For the factorial structure, we have found a parsimonious and meaningful pain coping behaviors with the present clinical sample. The results replicated partial factorial structure resembling to the original one (such as the exact factor composites for Task Persistence, Exercise/Stretch, and Activity Pacing), but found different coping patterns such as the Positive Coping, Negative Coping and Social Coping in the Chinese patients. Interestingly, the Positive Coping and Negative Coping indeed were noted to be separately similar to the Active Coping and Passive Coping in the VMPI, as shown in their respective correlational coefficients. Thus, the model of Positive Coping (or Active Coping) and Negative Coping (or Passive Coping) may be empirically applicable to the Chinese culture. Besides, the present factor analyses lent support to the assertion that Activity Pacing was a separate and independent behavioral coping in pain patients. Our findings also show that the internal consistencies of each factor in the RC-CPCI are good. It appears that the RC-CPCI enjoyed satisfactory psychometric properties.
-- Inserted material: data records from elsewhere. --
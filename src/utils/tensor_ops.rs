//! Conversion from safetensors views to candle tensors.

use anyhow::{bail, Result};
use candle_core::{Device, Tensor};
use half::{bf16, f16};
use safetensors::tensor::{Dtype, TensorView};

/// Decode little-endian float payloads to f32.
pub fn tensor_to_f32(bytes: &[u8], dtype: Dtype) -> Result<Vec<f32>> {
    Ok(match dtype {
        Dtype::F32 => bytes
            .chunks_exact(4)
            .map(|c| f32::from_le_bytes([c[0], c[1], c[2], c[3]]))
            .collect(),
        Dtype::F16 => bytes
            .chunks_exact(2)
            .map(|c| f16::from_bits(u16::from_le_bytes([c[0], c[1]])).to_f32())
            .collect(),
        Dtype::BF16 => bytes
            .chunks_exact(2)
            .map(|c| bf16::from_bits(u16::from_le_bytes([c[0], c[1]])).to_f32())
            .collect(),
        other => bail!("unsupported float dtype {other:?}"),
    })
}

/// Build a tensor from a safetensors view.
///
/// Floating point payloads become F32, token id payloads keep an integer
/// dtype so the model can route them through its embedding.
pub fn view_to_tensor(view: &TensorView<'_>, device: &Device) -> Result<Tensor> {
    let shape = view.shape().to_vec();
    let bytes = view.data();
    let t = match view.dtype() {
        Dtype::F32 | Dtype::F16 | Dtype::BF16 => {
            Tensor::from_vec(tensor_to_f32(bytes, view.dtype())?, shape, device)?
        }
        Dtype::I64 => {
            let ids: Vec<i64> = bytes
                .chunks_exact(8)
                .map(|c| i64::from_le_bytes([c[0], c[1], c[2], c[3], c[4], c[5], c[6], c[7]]))
                .collect();
            Tensor::from_vec(ids, shape, device)?
        }
        Dtype::I32 => {
            let ids: Vec<i64> = bytes
                .chunks_exact(4)
                .map(|c| i32::from_le_bytes([c[0], c[1], c[2], c[3]]) as i64)
                .collect();
            Tensor::from_vec(ids, shape, device)?
        }
        Dtype::U32 => {
            let ids: Vec<u32> = bytes
                .chunks_exact(4)
                .map(|c| u32::from_le_bytes([c[0], c[1], c[2], c[3]]))
                .collect();
            Tensor::from_vec(ids, shape, device)?
        }
        Dtype::U8 => Tensor::from_vec(bytes.to_vec(), shape, device)?,
        other => bail!("unsupported dtype {other:?}"),
    };
    Ok(t)
}

#[cfg(test)]
mod tests {
    use super::*;

    #[test]
    fn decodes_half_precision() {
        let bytes: Vec<u8> = [1.5f32, -2.0]
            .iter()
            .flat_map(|&v| f16::from_f32(v).to_bits().to_le_bytes())
            .collect();
        assert_eq!(tensor_to_f32(&bytes, Dtype::F16).unwrap(), vec![1.5, -2.0]);
    }

    #[test]
    fn integer_views_stay_integer() {
        let ids: Vec<u8> = [3i64, 7].iter().flat_map(|v| v.to_le_bytes()).collect();
        let view = TensorView::new(Dtype::I64, vec![1, 2], &ids).unwrap();
        let t = view_to_tensor(&view, &Device::Cpu).unwrap();
        assert!(t.dtype().is_int());
        assert_eq!(t.to_vec2::<i64>().unwrap(), vec![vec![3, 7]]);
    }
}
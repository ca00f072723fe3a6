//! Layer name helpers.

use once_cell::sync::Lazy;
use regex::Regex;
use std::cmp::Ordering;

static BLOCK_INDEX_RE: Lazy<Regex> =
    Lazy::new(|| Regex::new(r"(?:^|\.)(?:layers|h|blocks)\.(\d+)\.").unwrap());

static CHUNK_RE: Lazy<Regex> = Lazy::new(|| Regex::new(r"\d+|\D+").unwrap());

/// Transformer block index of a fully qualified layer name, if any.
///
/// `model.layers.15.self_attn.o_proj` -> `Some(15)`.
pub fn layer_index(name: &str) -> Option<u32> {
    BLOCK_INDEX_RE
        .captures(name)
        .and_then(|caps| caps[1].parse().ok())
}

/// Compare names so that numeric runs sort by value (`layers.2` < `layers.10`).
pub fn natural_cmp(a: &str, b: &str) -> Ordering {
    let mut xs = CHUNK_RE.find_iter(a).map(|m| m.as_str());
    let mut ys = CHUNK_RE.find_iter(b).map(|m| m.as_str());
    loop {
        match (xs.next(), ys.next()) {
            (None, None) => return Ordering::Equal,
            (None, Some(_)) => return Ordering::Less,
            (Some(_), None) => return Ordering::Greater,
            (Some(x), Some(y)) => {
                let ord = match (x.parse::<u64>(), y.parse::<u64>()) {
                    (Ok(nx), Ok(ny)) => nx.cmp(&ny).then_with(|| x.len().cmp(&y.len())),
                    _ => x.cmp(y),
                };
                if ord != Ordering::Equal {
                    return ord;
                }
            }
        }
    }
}
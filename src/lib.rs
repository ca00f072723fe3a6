//! Layer input-output mismatch (LIM) diagnostics for quantized models.

pub mod core;
pub mod model;
pub mod tracker;
pub mod utils;

// Re-export commonly used types
pub use self::core::{
    format_top_k, read_lim_text, run_calibration, write_lim_json, write_lim_text, CaptureMode,
    LimError, LimResults, LimRun,
};

pub use model::{
    load_linear_stack, ForwardArgs, HookHandle, Layer, LayerKind, LoaderConfig, Model,
};

pub use tracker::{
    block_means, top_k, CaptureRecord, LayerSelector, LimAggregator, LimTracker, TrackerConfig,
};

use anyhow::Result;
use std::path::Path;

/// Attach observers, run the calibration set and detach again.
pub fn measure_lim(
    model: &Model,
    batches: &[ForwardArgs],
    selector: LayerSelector,
    mode: CaptureMode,
) -> Result<LimRun> {
    let mut tracker = LimTracker::new(model, selector)?;
    let run = run_calibration(&tracker, batches, mode);
    tracker.remove_hooks();
    run
}

/// Load a checkpoint and calibration file, then measure LIM.
pub fn measure_lim_from_files(
    weights: &Path,
    calibration: &Path,
    loader: &LoaderConfig,
    selector: LayerSelector,
    mode: CaptureMode,
) -> Result<LimRun> {
    let model = load_linear_stack(weights, loader)?;
    let batches = self::core::load_calibration_batches(calibration, &loader.device)?;
    measure_lim(&model, &batches, selector, mode)
}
We documented the significant associations of RC-CPCI with various pain variables and outcome measures. These findings added to the literature that RC-CPCI has acceptable construct validity as reflected by its significant associations with respective pain variables and outcome measures in anticipated directions. A few interesting findings that relate to the association with other pain and outcome variables deserve an attention. First, as a replication of the previous findings (17), our present work found that different coping strategies are associated with different outcome variables. For instance, Negative Coping, which is associated with resting and guarding, is found to be negatively correlated with pain self-efficacy but positively with pain catastrophizing. Conversely, Activity Pacing that is the skill related to pain activity tolerance is shown to positively related to pain self-efficacy but negatively with pain catastrophizing. These findings signify the importance of matching the cognitive and behavioral intervention strategies for chronic pain patients in maximizing the therapeutic gains. Second, Positive Coping that consists of relaxation practice and coping statements are shown unrelated to any of the outcomes and other pain measures. However, it is significantly and strongly associated with other pain coping in particularly the Activity Pacing and Exercise/ Stretch in the RC-CPCI and the Active Coping in the VMPI. This finding indicates that Positive Coping may affect outcome variables via an indirect path from other coping strategies such as Activity Pacing and Exercise/Stretch rather than a direct one. Future investigation may need to examine this speculation, which can have a vital treatment implication for adjustment to chronic pain.
However, several limitations should be noted in the present studies. The present study has adopted convenience sampling and we have no information regarding to those who refused to take part into the study, due to inability to obtain the consent. Thus one should be cautious in direct generalization of the present findings to other Chinese chronic pain patients. However, the present findings can be treated as the preliminary evidence for the factorial structure of RC-CPCI for the Chinese pain patients. Future studies should replicate and examine the structural validity of the RC-CPCI. Second, in this study, owing to limited resource, we have not shown the re-test reliabilities of the RC-CPCI that future investigation may report this psychometric property of the test. Finally, this present study is a correlational one, implying none of any causal relationship among coping strategies, pain belief, and outcome variables. The pain coping and adjustment model for Chinese chronic pain patients can be tested and examined in future randomized control trials.
We are grateful to the kind assistance of Dr. Sonia Chang and Ms. Kathie Chong in this project.